The SEC may demand that the FASB, the U.S. accounting rule makers, tighten the rules covering these restructuring charges.

The SEC meetings reflect regulators' worry that if the accounting problems continue, they could hurt an already shaky stock market. Corporate executives have been under pressure by Wall Street to meet quarterly earnings expectations, and accounting watchdogs say some companies may have fudged their books to do just that.

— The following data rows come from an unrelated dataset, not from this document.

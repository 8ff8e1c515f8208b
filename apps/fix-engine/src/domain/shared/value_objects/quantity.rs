//! Quantity value object for order sizes.

use rust_decimal::Decimal;
use serde::{Deserialize, Serialize};
use std::cmp::Ordering;
use std::fmt;
use std::hash::{Hash, Hasher};

use crate::domain::shared::DomainError;

/// A non-negative order quantity with an explicit decimal precision.
#[derive(Debug, Clone, Copy, Serialize, Deserialize)]
pub struct Quantity {
    value: Decimal,
    precision: u32,
}

impl Quantity {
    /// Create a new quantity at the given precision.
    ///
    /// # Errors
    ///
    /// Returns an error if the value is negative.
    pub fn new(value: Decimal, precision: u32) -> Result<Self, DomainError> {
        if value.is_sign_negative() && !value.is_zero() {
            return Err(DomainError::NegativeValue {
                type_name: "Quantity",
                value: value.to_string(),
            });
        }
        Ok(Self {
            value: value.round_dp(precision),
            precision,
        })
    }

    /// Create a quantity inferring the precision from the value's scale.
    ///
    /// # Errors
    ///
    /// Returns an error if the value is negative.
    pub fn from_decimal(value: Decimal) -> Result<Self, DomainError> {
        Self::new(value, value.scale())
    }

    /// Create a whole-unit quantity.
    ///
    /// # Panics
    ///
    /// Never panics; whole non-negative integers are always valid.
    #[must_use]
    pub fn from_units(units: u64) -> Self {
        Self {
            value: Decimal::from(units),
            precision: 0,
        }
    }

    /// Parse a quantity from its wire string representation.
    ///
    /// # Errors
    ///
    /// Returns an error if the string is not a valid non-negative decimal.
    pub fn parse(s: &str) -> Result<Self, DomainError> {
        let value: Decimal = s.parse().map_err(|_| DomainError::InvalidValue {
            field: "quantity".to_string(),
            message: format!("not a valid decimal: '{s}'"),
        })?;
        Self::from_decimal(value)
    }

    /// Zero quantity.
    pub const ZERO: Self = Self {
        value: Decimal::ZERO,
        precision: 0,
    };

    /// Get the inner decimal value.
    #[must_use]
    pub const fn value(&self) -> Decimal {
        self.value
    }

    /// Get the decimal precision.
    #[must_use]
    pub const fn precision(&self) -> u32 {
        self.precision
    }

    /// Returns true if this quantity is zero.
    #[must_use]
    pub fn is_zero(&self) -> bool {
        self.value.is_zero()
    }

    /// Returns true if this quantity is positive.
    #[must_use]
    pub fn is_positive(&self) -> bool {
        self.value > Decimal::ZERO
    }

    /// Add another quantity, keeping the receiver's precision.
    ///
    /// # Errors
    ///
    /// Returns an error if the operand precision exceeds the receiver
    /// precision.
    pub fn checked_add(&self, other: &Self) -> Result<Self, DomainError> {
        self.check_precision(other)?;
        Self::new(self.value + other.value, self.precision)
    }

    /// Subtract another quantity, keeping the receiver's precision.
    ///
    /// # Errors
    ///
    /// Returns an error if the operand precision exceeds the receiver
    /// precision, or if the result would be negative.
    pub fn checked_sub(&self, other: &Self) -> Result<Self, DomainError> {
        self.check_precision(other)?;
        Self::new(self.value - other.value, self.precision)
    }

    fn check_precision(&self, other: &Self) -> Result<(), DomainError> {
        if other.precision > self.precision {
            return Err(DomainError::PrecisionMismatch {
                receiver: self.precision,
                operand: other.precision,
            });
        }
        Ok(())
    }
}

impl Default for Quantity {
    fn default() -> Self {
        Self::ZERO
    }
}

impl PartialEq for Quantity {
    fn eq(&self, other: &Self) -> bool {
        self.value == other.value
    }
}

impl Eq for Quantity {}

impl Hash for Quantity {
    fn hash<H: Hasher>(&self, state: &mut H) {
        self.value.hash(state);
    }
}

impl PartialOrd for Quantity {
    fn partial_cmp(&self, other: &Self) -> Option<Ordering> {
        Some(self.cmp(other))
    }
}

impl Ord for Quantity {
    fn cmp(&self, other: &Self) -> Ordering {
        self.value.cmp(&other.value)
    }
}

impl fmt::Display for Quantity {
    fn fmt(&self, f: &mut fmt::Formatter<'_>) -> fmt::Result {
        write!(f, "{}", self.value)
    }
}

The meetings also come amid growing concern that the accounting profession has become too lax about its conflicts of interest. The SEC believes auditing firms, which are protected from outside competition by the U.S. government, are becoming soft on corporate clients in order to keep consulting jobs. On top of that, the SEC is also investigating audit partners who leave accounting firms to get jobs at their corporate audit clients.

|Parade of Problems | |

|Companies with reported bookkeeping | |

|snafus | |

|3Com |Oxford Health Plans |

|Cendant |Philip Services |

|Fine Host |Sony |

|Green Tree Financial |Sunbeam |

|Gunther International |Thor Industries |

|Livent |Vesta Insurance Group |

|Mercury Finance |Waste Management |

|Nat'l Auto Credit | |

|Source: The Analyst's Accounting | |

|Observer | |

Accounting watchdogs, too, have grown concerned that corporate auditing rules are riddled with escape hatches. In recent years, the accounting profession has tightened auditors' responsibility to detect financial-statement fraud. But still, auditors aren't required to catch financial fraud. Instead, auditors simply must plan and perform their audits to "provide reasonable assurance" that no material fraud exists in corporate financial statements. This means that if auditors simply check off a list of things they did, they will be in the clear. "Detection of fraud is still not the main focus of an audit, and it probably never will be because it's too expensive to do," said Paul Brown, chairman of the accounting department at New York University.

There is one bit of irony to be found throughout these accounting messes. The once sleepy auditing business has suddenly become a hot market for the Big Five accounting firms, as they increasingly get hired to come in and clean up the messes created by their competitors.